Existem outros momentos, porém, em que os magistrados utilizam o discurso dogmático apenas como mecanismo para conferir uma forma jurídica para decisões fundamentalmente políticas. Nesses casos, a aplicação de teorias legalistas tem pouca capacidade explicativa, sendo mais razoável descrever as decisões jurídicas em termos de ideologia política ou de estratégias individuais.

Há vários indícios de que vivemos em um momento desse segundo tipo, no qual muitas vezes os argumentos dogmáticos são apenas uma cortina de fumaça. Nesses contextos, existe uma possibilidade grande de que advogados com formação legalista tenham baixos índices de eficiência, pois a utilização de argumentos dogmáticos pode não ser suficiente para promover a persuasão dos magistrados.

Mas pode ser que essa própria percepção seja enganosa. Os juízes podem ser individualmente ideológicos, mas talvez a sua atuação colegiada possa garantir que as teorias legalistas continuem sendo os modelos mais eficientes de explicação. Talvez os juízes sejam individualmente engajados na tentativa de garantir a segurança jurídica por meio de decisões compatíveis com a dogmática vigente. Talvez os argumentos dogmáticos sejam mais capazes de gerar prestígio para os magistrados. Talvez a combinação das preferências de vários juízes termine conduzindo os tribunais a interpretações que podem ser compreendidas adequadamente como uma tentativa de aplicar um direito impessoal.

De fato, não sabemos com muita precisão como funcionam as cortes, qual é o impacto real dos argumentos e quais são as consequências de nossas escolhas institucionais. Não sabemos precisar quais serão os resultados das modificações que são propostas, a cada momento, para reformar os sistemas de justiça. O fato de que o desenvolvimento de pesquisas sobre a área jurídica está em um nível muito inicial faz com que não tenhamos clareza sobre os possíveis impactos dessas pesquisas, nem sobre se chegaremos a um ponto no qual elas serão capazes de oferecer diretrizes melhores que as intuições de juristas bem formados no discurso dogmático.
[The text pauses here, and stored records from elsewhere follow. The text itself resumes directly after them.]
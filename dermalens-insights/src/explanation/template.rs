//! Template fallback explanations
//!
//! Rule-based text built only from a recommendation's matching ingredients
//! and concerns. No model, no network; always returns non-empty text.

use crate::scorer::Recommendation;

/// Join labels as "a", "a and b", "a, b and c"
pub(crate) fn join_labels(labels: &[String]) -> String {
    match labels {
        [] => String::new(),
        [only] => only.clone(),
        [init @ .., last] => format!("{} and {}", init.join(", "), last),
    }
}

fn product_name(recommendation: &Recommendation) -> &str {
    let name = recommendation.item.name.trim();
    if name.is_empty() {
        "This product"
    } else {
        name
    }
}

/// Render the deterministic explanation for `recommendation`
pub fn render(recommendation: &Recommendation) -> String {
    let name = product_name(recommendation);
    let ingredients: Vec<String> = recommendation
        .matching_ingredients
        .iter()
        .map(|i| i.label())
        .collect();
    let concerns: Vec<String> = recommendation
        .matching_concerns
        .iter()
        .map(|c| c.label().to_string())
        .collect();

    let body = match (ingredients.is_empty(), concerns.is_empty()) {
        (false, false) => format!(
            "{} targets your {} and contains {}, which are known to help with these concerns.",
            name,
            join_labels(&concerns),
            join_labels(&ingredients)
        ),
        (false, true) => format!(
            "{} contains {}, known to benefit your current skin profile.",
            name,
            join_labels(&ingredients)
        ),
        (true, false) => format!(
            "{} is formulated to target your {}.",
            name,
            join_labels(&concerns)
        ),
        (true, true) => format!(
            "{} is a general fit for your skin type and routine.",
            name
        ),
    };

    format!("{} Match score: {}/100.", body, recommendation.score)
}
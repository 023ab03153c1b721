//! One scan session, end to end
//!
//! Model output → assessment → ranked catalog → explanations → optional
//! comparison with the previous assessment. Every collaborator failure
//! degrades to a documented fallback and is recorded in
//! [`SessionReport::degradations`]; [`InsightsSession::run`] itself never
//! fails. Nothing is persisted here; the caller decides what to store.

use crate::collaborators::{CatalogQuery, CatalogStore, HistoricalStore, ModelRunner};
use crate::explanation::{ExplanationCoordinator, TextGenerator};
use crate::normalizer::normalize;
use crate::progress::{compare, health_score, ComparisonResult, DateWindow};
use crate::scorer::{RankedRecommendations, Recommendation, RecommendationScorer};
use dermalens_common::config::InsightsConfig;
use dermalens_common::{Assessment, Clock, SystemClock};
use futures::future::join_all;
use serde::Serialize;
use std::sync::Arc;
use std::time::Duration;
use tracing::{debug, info, warn};
use uuid::Uuid;

/// Input for a single scan
#[derive(Debug, Clone, Default)]
pub struct ScanRequest {
    /// Compare against this user's latest stored assessment when set
    pub user_id: Option<String>,
    pub query: CatalogQuery,
}

impl ScanRequest {
    pub fn for_user(user_id: impl Into<String>) -> Self {
        Self {
            user_id: Some(user_id.into()),
            query: CatalogQuery::all(),
        }
    }
}

/// A collaborator that did not deliver during the session
#[derive(Debug, Clone, Copy, PartialEq, Eq, Serialize)]
#[serde(rename_all = "SCREAMING_SNAKE_CASE")]
pub enum Degradation {
    /// Model not ready or failed; the assessment is the fallback
    ModelUnavailable,
    /// Catalog lookup failed; no recommendations
    CatalogUnavailable,
    /// History lookup failed; no comparison
    HistoryUnavailable,
}

/// Recommendation paired with its explanation text
#[derive(Debug, Clone, PartialEq, Serialize)]
pub struct ExplainedRecommendation {
    pub recommendation: Recommendation,
    pub explanation: String,
}

/// Everything a scan session produced
#[derive(Debug, Clone, PartialEq, Serialize)]
pub struct SessionReport {
    /// Carries its computed health score
    pub assessment: Assessment,
    pub recommendations: RankedRecommendations,
    /// Best-first, at most the session's explain limit
    pub explanations: Vec<ExplainedRecommendation>,
    pub comparison: Option<ComparisonResult>,
    pub degradations: Vec<Degradation>,
}

impl SessionReport {
    pub fn is_degraded(&self) -> bool {
        !self.degradations.is_empty()
    }
}

/// Wires collaborators to the engine for repeated scans
pub struct InsightsSession {
    model: Arc<dyn ModelRunner>,
    catalog: Arc<dyn CatalogStore>,
    history: Option<Arc<dyn HistoricalStore>>,
    generator: Arc<dyn TextGenerator>,
    coordinator: Arc<ExplanationCoordinator>,
    scorer: RecommendationScorer,
    clock: Arc<dyn Clock>,
    top_per_category: usize,
    explain_limit: usize,
    explanation_timeout: Duration,
}

impl InsightsSession {
    /// Session on the system clock
    pub fn new(
        config: &InsightsConfig,
        model: Arc<dyn ModelRunner>,
        catalog: Arc<dyn CatalogStore>,
        generator: Arc<dyn TextGenerator>,
    ) -> Self {
        Self::with_clock(config, Arc::new(SystemClock), model, catalog, generator)
    }

    pub fn with_clock(
        config: &InsightsConfig,
        clock: Arc<dyn Clock>,
        model: Arc<dyn ModelRunner>,
        catalog: Arc<dyn CatalogStore>,
        generator: Arc<dyn TextGenerator>,
    ) -> Self {
        let coordinator = Arc::new(ExplanationCoordinator::from_config(
            &config.explanations,
            Arc::clone(&clock),
        ));
        Self {
            model,
            catalog,
            history: None,
            generator,
            coordinator,
            scorer: RecommendationScorer::new(),
            clock,
            top_per_category: config.recommendations.top_per_category,
            explain_limit: config.recommendations.top_per_category,
            explanation_timeout: config.explanations.generation_timeout(),
        }
    }

    /// Enable comparison with stored assessments
    pub fn with_history(mut self, history: Arc<dyn HistoricalStore>) -> Self {
        self.history = Some(history);
        self
    }

    /// Share an existing explanation cache
    pub fn with_coordinator(mut self, coordinator: Arc<ExplanationCoordinator>) -> Self {
        self.coordinator = coordinator;
        self
    }

    /// Number of best-ranked items that get an explanation
    pub fn with_explain_limit(mut self, limit: usize) -> Self {
        self.explain_limit = limit;
        self
    }

    pub fn coordinator(&self) -> &Arc<ExplanationCoordinator> {
        &self.coordinator
    }

    /// Run one scan
    pub async fn run(&self, request: &ScanRequest) -> SessionReport {
        let mut degradations = Vec::new();

        let assessment = self.assess(&mut degradations).await;
        let catalog = match self.catalog.in_stock_items(&request.query).await {
            Ok(items) => items,
            Err(e) => {
                warn!(error = %e, "Catalog lookup failed, continuing without recommendations");
                degradations.push(Degradation::CatalogUnavailable);
                Vec::new()
            }
        };

        let recommendations = self
            .scorer
            .rank(&assessment, &catalog, self.top_per_category);
        let explanations = self
            .explain(&assessment, recommendations.top(self.explain_limit))
            .await;

        let comparison = match request.user_id.as_deref() {
            Some(user_id) => self.compare_with_latest(user_id, &assessment, &mut degradations).await,
            None => None,
        };

        info!(
            assessment_id = %assessment.id,
            fallback = assessment.is_fallback,
            recommendations = recommendations.all.len(),
            explained = explanations.len(),
            compared = comparison.is_some(),
            degraded = degradations.len(),
            "Scan session complete"
        );

        SessionReport {
            assessment,
            recommendations,
            explanations,
            comparison,
            degradations,
        }
    }

    async fn assess(&self, degradations: &mut Vec<Degradation>) -> Assessment {
        let raw = match self.model.run().await {
            Ok(raw) => raw,
            Err(e) => {
                warn!(runner = self.model.name(), error = %e, "Model runner failed");
                None
            }
        };
        if raw.is_none() {
            degradations.push(Degradation::ModelUnavailable);
        }

        let mut assessment = normalize(raw.as_ref(), Uuid::new_v4(), self.clock.now());
        assessment.health_score = Some(health_score(&assessment));
        assessment
    }

    async fn explain(
        &self,
        assessment: &Assessment,
        recommendations: &[Recommendation],
    ) -> Vec<ExplainedRecommendation> {
        let pending = recommendations.iter().map(|recommendation| async move {
            let explanation = self
                .coordinator
                .explain_within(
                    self.explanation_timeout,
                    Arc::clone(&self.generator),
                    assessment,
                    recommendation,
                )
                .await;
            ExplainedRecommendation {
                recommendation: recommendation.clone(),
                explanation,
            }
        });
        join_all(pending).await
    }

    async fn compare_with_latest(
        &self,
        user_id: &str,
        current: &Assessment,
        degradations: &mut Vec<Degradation>,
    ) -> Option<ComparisonResult> {
        let history = self.history.as_ref()?;
        if current.is_fallback {
            debug!(assessment_id = %current.id, "Skipping comparison for fallback assessment");
            return None;
        }

        let window = DateWindow {
            start: None,
            end: Some(current.captured_at),
        };
        let stored = match history.assessments(user_id, window).await {
            Ok(stored) => stored,
            Err(e) => {
                warn!(error = %e, "History lookup failed, skipping comparison");
                degradations.push(Degradation::HistoryUnavailable);
                return None;
            }
        };

        let baseline = stored
            .iter()
            .filter(|a| a.id != current.id && !a.is_fallback)
            .max_by_key(|a| a.captured_at)?;
        Some(compare(baseline, current))
    }
}
//! Shared fixtures and in-memory collaborators for integration tests

#![allow(dead_code)]

use async_trait::async_trait;
use chrono::{DateTime, Duration as ChronoDuration, TimeZone, Utc};
use dermalens_common::{
    Assessment, CatalogItem, ConcernKind, IngredientId, ProductCategory, SkinType,
};
use dermalens_insights::{
    CatalogQuery, CatalogStore, CollaboratorError, CollaboratorResult, DateWindow,
    GenerationError, HistoricalStore, ModelRunner, RawModelOutput, TextGenerator,
};
use std::collections::BTreeMap;
use std::sync::atomic::{AtomicUsize, Ordering};
use std::time::Duration;
use uuid::Uuid;

pub fn at(day: i64) -> DateTime<Utc> {
    Utc.with_ymd_and_hms(2024, 9, 1, 8, 30, 0).unwrap() + ChronoDuration::days(day)
}

/// Assessment with every concern present; unspecified concerns are 0.0
pub fn assessment(day: i64, skin_type: u8, severities: &[(ConcernKind, f64)]) -> Assessment {
    let concern_severity: BTreeMap<ConcernKind, f64> = ConcernKind::ALL
        .iter()
        .map(|&c| {
            let severity = severities
                .iter()
                .find(|(k, _)| *k == c)
                .map(|&(_, s)| s)
                .unwrap_or(0.0);
            (c, severity)
        })
        .collect();
    Assessment {
        id: Uuid::new_v4(),
        captured_at: at(day),
        concern_severity,
        zone_severity: BTreeMap::new(),
        skin_type: SkinType::new(skin_type),
        skin_type_confidence: 0.8,
        is_fallback: false,
        health_score: None,
    }
}

pub fn item(
    id: &str,
    category: ProductCategory,
    ingredients: &[&str],
    concerns: &[ConcernKind],
    skin_types: &[u8],
) -> CatalogItem {
    CatalogItem {
        id: id.to_string(),
        name: id.replace('-', " "),
        category,
        key_ingredients: ingredients.iter().map(|i| IngredientId::new(i)).collect(),
        target_concerns: concerns.iter().copied().collect(),
        suitable_skin_types: skin_types.iter().copied().collect(),
        is_specialized_for_deep_tones: false,
        in_stock: true,
    }
}

pub fn sample_catalog() -> Vec<CatalogItem> {
    let mut deep_serum = item(
        "tone-even-serum",
        ProductCategory::Serum,
        &["VITAMIN_C", "ALPHA_ARBUTIN", "NIACINAMIDE"],
        &[ConcernKind::Hyperpigmentation],
        &[4, 5, 6],
    );
    deep_serum.is_specialized_for_deep_tones = true;

    let mut sold_out = item(
        "sold-out-cleanser",
        ProductCategory::Cleanser,
        &["SALICYLIC_ACID", "TEA_TREE_OIL"],
        &[ConcernKind::Acne, ConcernKind::Oiliness],
        &[],
    );
    sold_out.in_stock = false;

    vec![
        item(
            "clarifying-cleanser",
            ProductCategory::Cleanser,
            &["SALICYLIC_ACID", "ZINC"],
            &[ConcernKind::Acne, ConcernKind::Oiliness],
            &[3, 4],
        ),
        item(
            "gentle-cleanser",
            ProductCategory::Cleanser,
            &["GLYCERIN"],
            &[ConcernKind::Dryness],
            &[],
        ),
        item(
            "spot-treatment",
            ProductCategory::Treatment,
            &["BENZOYL_PEROXIDE", "SALICYLIC_ACID"],
            &[ConcernKind::Acne],
            &[2, 3, 4, 5],
        ),
        item(
            "barrier-cream",
            ProductCategory::Moisturizer,
            &["CERAMIDES", "HYALURONIC_ACID", "SQUALANE"],
            &[ConcernKind::Dryness, ConcernKind::Redness],
            &[1, 2, 3],
        ),
        item(
            "calming-gel",
            ProductCategory::Moisturizer,
            &["CENTELLA_ASIATICA", "ALOE_VERA"],
            &[ConcernKind::Redness],
            &[],
        ),
        item(
            "mineral-spf",
            ProductCategory::Sunscreen,
            &["ZINC"],
            &[],
            &[],
        ),
        deep_serum,
        sold_out,
    ]
}

/// Model output with the given concern scores and a confident skin type
pub fn raw_output(concern_scores: [f64; 5], skin_type: u8) -> RawModelOutput {
    let mut probabilities = vec![0.02; 6];
    probabilities[usize::from(skin_type.clamp(1, 6)) - 1] = 0.9;
    RawModelOutput {
        concern_scores: concern_scores.to_vec(),
        skin_type_probabilities: probabilities,
        zone_scores: vec![concern_scores.to_vec(); 5],
    }
}

// ============================================================================
// Collaborators
// ============================================================================

pub struct FixedModel(pub Option<RawModelOutput>);

#[async_trait]
impl ModelRunner for FixedModel {
    fn name(&self) -> &'static str {
        "fixed"
    }

    async fn run(&self) -> CollaboratorResult<Option<RawModelOutput>> {
        Ok(self.0.clone())
    }
}

pub struct FailingModel;

#[async_trait]
impl ModelRunner for FailingModel {
    fn name(&self) -> &'static str {
        "failing"
    }

    async fn run(&self) -> CollaboratorResult<Option<RawModelOutput>> {
        Err(CollaboratorError::Unavailable("model not loaded".to_string()))
    }
}

pub struct MemoryCatalog(pub Vec<CatalogItem>);

#[async_trait]
impl CatalogStore for MemoryCatalog {
    async fn in_stock_items(&self, query: &CatalogQuery) -> CollaboratorResult<Vec<CatalogItem>> {
        Ok(self
            .0
            .iter()
            .filter(|item| query.category.map_or(true, |c| item.category == c))
            .cloned()
            .collect())
    }
}

pub struct FailingCatalog;

#[async_trait]
impl CatalogStore for FailingCatalog {
    async fn in_stock_items(&self, _query: &CatalogQuery) -> CollaboratorResult<Vec<CatalogItem>> {
        Err(CollaboratorError::Store("catalog offline".to_string()))
    }
}

pub struct MemoryHistory(pub Vec<Assessment>);

#[async_trait]
impl HistoricalStore for MemoryHistory {
    async fn assessments(
        &self,
        _user_id: &str,
        window: DateWindow,
    ) -> CollaboratorResult<Vec<Assessment>> {
        let mut stored: Vec<Assessment> = self
            .0
            .iter()
            .filter(|a| window.contains(a.captured_at))
            .cloned()
            .collect();
        stored.sort_by_key(|a| a.captured_at);
        Ok(stored)
    }
}

pub struct FailingHistory;

#[async_trait]
impl HistoricalStore for FailingHistory {
    async fn assessments(
        &self,
        _user_id: &str,
        _window: DateWindow,
    ) -> CollaboratorResult<Vec<Assessment>> {
        Err(CollaboratorError::Store("history locked".to_string()))
    }
}

/// Generator that counts calls and answers after `delay`
pub struct CountingGenerator {
    pub calls: AtomicUsize,
    pub delay: Duration,
}

impl CountingGenerator {
    pub fn new(delay: Duration) -> Self {
        Self {
            calls: AtomicUsize::new(0),
            delay,
        }
    }

    pub fn calls(&self) -> usize {
        self.calls.load(Ordering::SeqCst)
    }
}

#[async_trait]
impl TextGenerator for CountingGenerator {
    fn name(&self) -> &'static str {
        "counting"
    }

    async fn generate(&self, prompt: String) -> Result<String, GenerationError> {
        self.calls.fetch_add(1, Ordering::SeqCst);
        tokio::time::sleep(self.delay).await;
        Ok(format!("Generated from {} prompt characters.", prompt.len()))
    }
}

pub struct FailingGenerator;

#[async_trait]
impl TextGenerator for FailingGenerator {
    fn name(&self) -> &'static str {
        "failing"
    }

    async fn generate(&self, _prompt: String) -> Result<String, GenerationError> {
        Err(GenerationError::Failed("quota exceeded".to_string()))
    }
}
Essas respostas somente poderão ser dadas quando avançarmos, e muito, numa série de agendas de pesquisa. Precisamos desenvolver categorias analíticas adequadas, precisamos adaptar as metodologias disponíveis para serem capazes de gerar conclusões relevantes para o campo jurídico, com seus ritmos próprios, sua cultura particular e seus regimes de autoridade. Estamos longe da capacidade de produzir conhecimento jurídico de alto impacto na prática judicial, mas, quando esse ponto chegar, a atividade prática dos juristas será profundamente alterada. Embora esse horizonte de mudança não esteja no curto prazo, é bem possível que essas pesquisas ganhem densidade e impacto ao longo da próxima década, de forma que os conhecimentos desenvolvidos hoje podem modificar substancialmente o panorama jurídico da próxima geração de juristas.

Em suma, não defendemos que os juristas práticos devem se transformar em pesquisadores, tal como o movimento da medicina baseada em evidências não converteu os clínicos em cientistas. Todavia, deve fazer parte da formação dos juristas a capacitação mínima na produção de novos conhecimentos e, principalmente, na avaliação da solidez dos conhecimentos produzidos pelos investigadores.

Tal como todo médico clínico precisa saber o suficiente sobre pesquisas para se tornar capaz de incorporá-las à sua prática, os juristas também precisam adquirir essa competência, que é gerada por meio do desenvolvimento de um conhecimento básico acerca das atividades científicas (abordagens, metodologias, limites, etc.) e por um treinamento mínimo na sua execução, que são justamente os objetivos fundamentais do presente curso de Metodologia de Pesquisa em Direito.